RECORDED DATA section start

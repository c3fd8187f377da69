//! Cross-format byte pattern scanning.
//!
//! The first [`SCAN_WINDOW`] bytes of every file are tested against one
//! regular expression per language. A pattern contributes at most one hit
//! no matter how often it occurs.

use once_cell::sync::Lazy;
use regex::bytes::Regex;
use tracing::debug;

use crate::core::{DetectionResult, Language};

/// Number of leading bytes scanned for language patterns.
pub const SCAN_WINDOW: usize = 65536;

/// Language signatures in their fixed evaluation order.
pub static LANGUAGE_PATTERNS: Lazy<Vec<(Language, Regex)>> = Lazy::new(|| {
    [
        (Language::Go, r"runtime\.|go(itab|type|func|string|interface)"),
        (Language::Rust, r"rust_panic|rust_begin_unwind|core::"),
        (Language::Cpp, r"\.cxx_|std::|__cxa_|typeinfo for"),
        (Language::Python, r"PyImport_|PyEval_|Python[0-9]\.[0-9]"),
        (Language::Java, r"java/|javax/"),
        (Language::Node, r"node\.js|require\("),
    ]
    .into_iter()
    .map(|(language, pattern)| {
        (
            language,
            Regex::new(pattern).expect("valid language pattern"),
        )
    })
    .collect()
});

/// Languages whose pattern occurs in `window`, in table order.
pub fn matching_languages(window: &[u8]) -> Vec<Language> {
    LANGUAGE_PATTERNS
        .iter()
        .filter(|(_, re)| re.is_match(window))
        .map(|(language, _)| *language)
        .collect()
}

/// Record one hit per matching pattern.
pub fn scan(window: &[u8], result: &mut DetectionResult) {
    if window.is_empty() {
        return;
    }
    for language in matching_languages(window) {
        debug!(language = %language, "byte pattern matched");
        result.record(&[language], format!("Found {} patterns in binary", language));
    }
}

RECORDED DATA section end

= TASK INSTRUCTIONS =
Every record above must be repeated word for word.

= OUTPUT FOR THIS TASK =
repository c3fd8187f377da69
//! Cross-format byte pattern scanning.
//!
//! The first [`SCAN_WINDOW`] bytes of every file are tested against one
//! regular expression per language. A pattern contributes at most one hit
//! no matter how often it occurs.

use once_cell::sync::Lazy;
use regex::bytes::Regex;
use tracing::debug;

use crate::core::{DetectionResult, Language};

/// Number of leading bytes scanned for language patterns.
pub const SCAN_WINDOW: usize = 65536;

/// Language signatures in their fixed evaluation order.
pub static LANGUAGE_PATTERNS: Lazy<Vec<(Language, Regex)>> = Lazy::new(|| {
    [
        (Language::Go, r"runtime\.|go(itab|type|func|string|interface)"),
        (Language::Rust, r"rust_panic|rust_begin_unwind|core::"),
        (Language::Cpp, r"\.cxx_|std::|__cxa_|typeinfo for"),
        (Language::Python, r"PyImport_|PyEval_|Python[0-9]\.[0-9]"),
        (Language::Java, r"java/|javax/"),
        (Language::Node, r"node\.js|require\("),
    ]
    .into_iter()
    .map(|(language, pattern)| {
        (
            language,
            Regex::new(pattern).expect("valid language pattern"),
        )
    })
    .collect()
});

/// Languages whose pattern occurs in `window`, in table order.
pub fn matching_languages(window: &[u8]) -> Vec<Language> {
    LANGUAGE_PATTERNS
        .iter()
        .filter(|(_, re)| re.is_match(window))
        .map(|(language, _)| *language)
        .collect()
}

/// Record one hit per matching pattern.
pub fn scan(window: &[u8], result: &mut DetectionResult) {
    if window.is_empty() {
        return;
    }
    for language in matching_languages(window) {
        debug!(language = %language, "byte pattern matched");
        result.record(&[language], format!("Found {} patterns in binary", language));
    }
}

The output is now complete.